Components are the fundamental building blocks of UIs in Litho. They consist of a render function that can use the component's props and state to configure and return other components. The returned components are further resolved by recursively calling render on them until the process results in primitives like Text or Image, which can be positioned and materialized on the screen.

The following example shows a component that takes a name as a prop and renders a greeting with a Text component.

class HelloComponent(private val name: String) : KComponent() {

override fun ComponentScope.render(): Component {
return Text(text = "Hello $name!")

If you need to integrate your own views/drawables with Litho, please see Primitive Components


What's the relationship between a component and a view?

In practice, a component is just a type and a bag of props and is cheap to instantiate. Instantiating a component does not instantiate a View. At mount time, only primitive components that mount Views or have View properties (such as viewTag) will materialize Views in the final layout.

Declaring a Component​

A component is declared as a simple sub-class of KComponent, overriding a single function: render. You can declare the props a component takes as standard val properties; as is normal in Kotlin, these may be declared as optional by providing a default value.

To instantiate an existing component, specify the props in the constructor of that component.

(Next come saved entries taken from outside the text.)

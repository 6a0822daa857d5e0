//! Item statistics command and query handlers.

mod activate_item;
mod calculate_item_statistics;
mod get_item_statistics;
mod retire_item;

pub use activate_item::{ActivateItemCommand, ActivateItemHandler, ActivateItemResult};
pub use calculate_item_statistics::{
    CalculateItemStatisticsCommand, CalculateItemStatisticsHandler, CalculateItemStatisticsResult,
};
pub use get_item_statistics::{
    FlaggedItemsFilter, GetItemStatisticsHandler, GetItemStatisticsQuery, ListFlaggedItemsHandler,
};
pub use retire_item::{RetireItemCommand, RetireItemHandler, RetireItemResult};
//! Health report handlers.

mod get_health_report;

pub use get_health_report::GetHealthReportHandler;
//! Foundation module - Shared domain primitives.
//!
//! Contains value objects, identifiers, errors and numeric conventions
//! that form the vocabulary of the psychometric domain.

mod errors;
mod ids;
pub mod metric;
mod percentage;
mod state_machine;
mod timestamp;

pub use errors::{DomainError, ErrorCode, ValidationError};
pub use ids::{CompetencyId, ItemId, RespondentId, TraitId};
pub use metric::{decision_metric, round_metric, METRIC_SCALE};
pub use percentage::Percentage;
pub use state_machine::StateMachine;
pub use timestamp::Timestamp;
//! Ports - Interfaces for external dependencies.
//!
//! Following hexagonal architecture, ports define the contracts between
//! the domain and the outside world. Adapters implement these ports.
//!
//! ## Read Ports
//!
//! - `ResponseSource` - Forward-only streams of raw responses and option choices
//! - `ItemCatalog` - Items, competencies and trait scales
//!
//! ## Repository Ports
//!
//! - `ItemStatisticsRepository` - Item statistics with atomic read-modify-write
//! - `ReliabilityRepository` - Competency and trait reliability records

mod item_catalog;
mod item_statistics_repository;
mod reliability_repository;
mod response_source;

pub use item_catalog::{CatalogItem, ItemCatalog};
pub use item_statistics_repository::{ItemStatisticsRepository, StatisticsUpdate};
pub use reliability_repository::ReliabilityRepository;
pub use response_source::{ResponseScope, ResponseSource, ResponseStream, SelectionStream};
//! In-memory question bank.
//!
//! Implements both read ports, `ResponseSource` and `ItemCatalog`, over a
//! single shared store. Answers are kept in arrival order, which stands in
//! for answer time. Useful for testing and local runs without PostgreSQL.

use async_trait::async_trait;
use futures::stream::{self, StreamExt};
use std::collections::{BTreeMap, BTreeSet};
use std::sync::Arc;
use tokio::sync::RwLock;

use crate::domain::analysis::{OptionSelection, RawResponse};
use crate::domain::foundation::{CompetencyId, DomainError, ItemId, TraitId};
use crate::ports::{
    CatalogItem, ItemCatalog, ResponseScope, ResponseSource, ResponseStream, SelectionStream,
};

#[derive(Debug, Clone)]
struct StoredAnswer {
    response: RawResponse,
    selected_option: Option<String>,
}

#[derive(Debug, Default)]
struct BankState {
    competencies: BTreeSet<CompetencyId>,
    items: BTreeMap<ItemId, CatalogItem>,
    traits: BTreeMap<TraitId, BTreeSet<ItemId>>,
    answers: Vec<StoredAnswer>,
}

impl BankState {
    fn in_scope(&self, scope: &ResponseScope, response: &RawResponse) -> bool {
        match scope {
            ResponseScope::Competency(id) => self
                .items
                .get(&response.item_id)
                .is_some_and(|item| item.competency_id == *id),
            ResponseScope::Items(items) => items.contains(&response.item_id),
            ResponseScope::ItemsForRespondents { items, respondents } => {
                items.contains(&response.item_id) && respondents.contains(&response.respondent_id)
            }
        }
    }
}

/// In-memory items, trait scales and answers.
#[derive(Debug, Clone, Default)]
pub struct InMemoryQuestionBank {
    state: Arc<RwLock<BankState>>,
}

impl InMemoryQuestionBank {
    /// Create an empty bank
    pub fn new() -> Self {
        Self::default()
    }

    /// Register a competency that may not have items yet.
    pub async fn add_competency(&self, id: CompetencyId) {
        self.state.write().await.competencies.insert(id);
    }

    /// Register an item, and its competency if new.
    pub async fn add_item(&self, item: CatalogItem) {
        let mut state = self.state.write().await;
        state.competencies.insert(item.competency_id);
        state.items.insert(item.item_id, item);
    }

    /// Aggregate an item into a trait scale.
    pub async fn assign_trait(&self, trait_id: TraitId, item_id: ItemId) {
        self.state
            .write()
            .await
            .traits
            .entry(trait_id)
            .or_default()
            .insert(item_id);
    }

    /// Record a scored answer without an option choice.
    pub async fn record_response(&self, response: RawResponse) {
        self.record_answer(response, None).await;
    }

    /// Record a scored answer with the option the respondent chose.
    pub async fn record_answer(&self, response: RawResponse, selected_option: Option<String>) {
        self.state.write().await.answers.push(StoredAnswer {
            response,
            selected_option,
        });
    }
}

impl ResponseSource for InMemoryQuestionBank {
    fn stream_responses(&self, scope: &ResponseScope) -> ResponseStream<'_> {
        let scope = scope.clone();
        let state = Arc::clone(&self.state);

        stream::once(async move {
            let state = state.read().await;
            let matching: Vec<Result<RawResponse, DomainError>> = state
                .answers
                .iter()
                .filter(|answer| state.in_scope(&scope, &answer.response))
                .map(|answer| Ok(answer.response.clone()))
                .collect();
            stream::iter(matching)
        })
        .flatten()
        .boxed()
    }

    fn stream_selections(&self, item_id: &ItemId) -> SelectionStream<'_> {
        let item_id = *item_id;
        let state = Arc::clone(&self.state);

        stream::once(async move {
            let state = state.read().await;
            let selections: Vec<Result<OptionSelection, DomainError>> = state
                .answers
                .iter()
                .filter(|answer| answer.response.item_id == item_id)
                .filter_map(|answer| {
                    answer.selected_option.as_ref().map(|option| {
                        Ok(OptionSelection {
                            respondent_id: answer.response.respondent_id,
                            item_id,
                            option: option.clone(),
                        })
                    })
                })
                .collect();
            stream::iter(selections)
        })
        .flatten()
        .boxed()
    }
}

#[async_trait]
impl ItemCatalog for InMemoryQuestionBank {
    async fn list_items(&self) -> Result<Vec<CatalogItem>, DomainError> {
        Ok(self.state.read().await.items.values().cloned().collect())
    }

    async fn find_item(&self, id: &ItemId) -> Result<Option<CatalogItem>, DomainError> {
        Ok(self.state.read().await.items.get(id).cloned())
    }

    async fn list_competencies(&self) -> Result<Vec<CompetencyId>, DomainError> {
        let state = self.state.read().await;
        let with_items: BTreeSet<CompetencyId> =
            state.items.values().map(|item| item.competency_id).collect();
        Ok(with_items.into_iter().collect())
    }

    async fn competency_items(&self, id: &CompetencyId) -> Result<Option<Vec<ItemId>>, DomainError> {
        let state = self.state.read().await;
        if !state.competencies.contains(id) {
            return Ok(None);
        }
        Ok(Some(
            state
                .items
                .values()
                .filter(|item| item.competency_id == *id)
                .map(|item| item.item_id)
                .collect(),
        ))
    }

    async fn list_traits(&self) -> Result<Vec<TraitId>, DomainError> {
        Ok(self.state.read().await.traits.keys().cloned().collect())
    }

    async fn trait_items(&self, id: &TraitId) -> Result<Option<Vec<ItemId>>, DomainError> {
        let state = self.state.read().await;
        Ok(state.traits.get(id).map(|items| {
            items
                .iter()
                .filter(|item| state.items.contains_key(*item))
                .copied()
                .collect()
        }))
    }
}

#[cfg(test)]
mod tests {
    use super::*;
    use crate::domain::analysis::ItemOptions;
    use crate::domain::foundation::RespondentId;
    use futures::TryStreamExt;
    use rust_decimal_macros::dec;

    fn item(competency: CompetencyId) -> CatalogItem {
        CatalogItem {
            item_id: ItemId::new(),
            competency_id: competency,
            options: ItemOptions::new(vec!["a".into(), "b".into()], ["a".to_string()]),
        }
    }

    #[tokio::test]
    async fn competency_scope_streams_only_its_items() {
        let bank = InMemoryQuestionBank::new();
        let ours = CompetencyId::new();
        let theirs = CompetencyId::new();
        let mine = item(ours);
        let other = item(theirs);
        bank.add_item(mine.clone()).await;
        bank.add_item(other.clone()).await;

        let respondent = RespondentId::new();
        bank.record_response(RawResponse::new(respondent, mine.item_id, dec!(1), Some(dec!(1))))
            .await;
        bank.record_response(RawResponse::new(respondent, other.item_id, dec!(1), Some(dec!(1))))
            .await;

        let streamed: Vec<RawResponse> = bank
            .stream_responses(&ResponseScope::Competency(ours))
            .try_collect()
            .await
            .unwrap();

        assert_eq!(streamed.len(), 1);
        assert_eq!(streamed[0].item_id, mine.item_id);
    }

    #[tokio::test]
    async fn selections_skip_answers_without_option() {
        let bank = InMemoryQuestionBank::new();
        let target = item(CompetencyId::new());
        bank.add_item(target.clone()).await;

        let response = RawResponse::new(RespondentId::new(), target.item_id, dec!(0), Some(dec!(1)));
        bank.record_answer(response.clone(), Some("b".into())).await;
        bank.record_response(response).await;

        let selections: Vec<OptionSelection> = bank
            .stream_selections(&target.item_id)
            .try_collect()
            .await
            .unwrap();

        assert_eq!(selections.len(), 1);
        assert_eq!(selections[0].option, "b");
    }

    #[tokio::test]
    async fn unknown_competency_and_trait_are_none() {
        let bank = InMemoryQuestionBank::new();

        assert_eq!(bank.competency_items(&CompetencyId::new()).await.unwrap(), None);
        assert_eq!(
            bank.trait_items(&TraitId::new("grit").unwrap()).await.unwrap(),
            None
        );
    }

    #[tokio::test]
    async fn registered_competency_without_items_is_empty() {
        let bank = InMemoryQuestionBank::new();
        let id = CompetencyId::new();
        bank.add_competency(id).await;

        assert_eq!(bank.competency_items(&id).await.unwrap(), Some(vec![]));
        assert!(bank.list_competencies().await.unwrap().is_empty());
    }
}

By convention, named arguments are used for clarity, even if the prop is required:

Text(text = "Hello $name!")

Note that KComponents are only supported in Kotlin; if you need to declare a component from Java, look at the legacy Spec API.

Rules for components​

For correctness, Litho components must follow two functional-programming rules:

  1. Components must be immutable - they only support val properties (no var properties!). Components are re-used across threads, so mutability can introduce subtle but aggravating correctness issues.
  2. render must be a pure function without side-effects - if render is called with the same props and state, it should always return the same result without modifying other app state.

Other ways to configure components​

Following are some other ways you can affect your component's rendering:

  • Common Props - uses the Style object to configure built-in behavior on a component, like click handling and background color.
  • Tree Props - provides a way to give access to contextual objects, like a theme or logging utility, to all components in a sub-tree without having to manually pass them.
  • State - allows a component to persist private state across updates to the tree.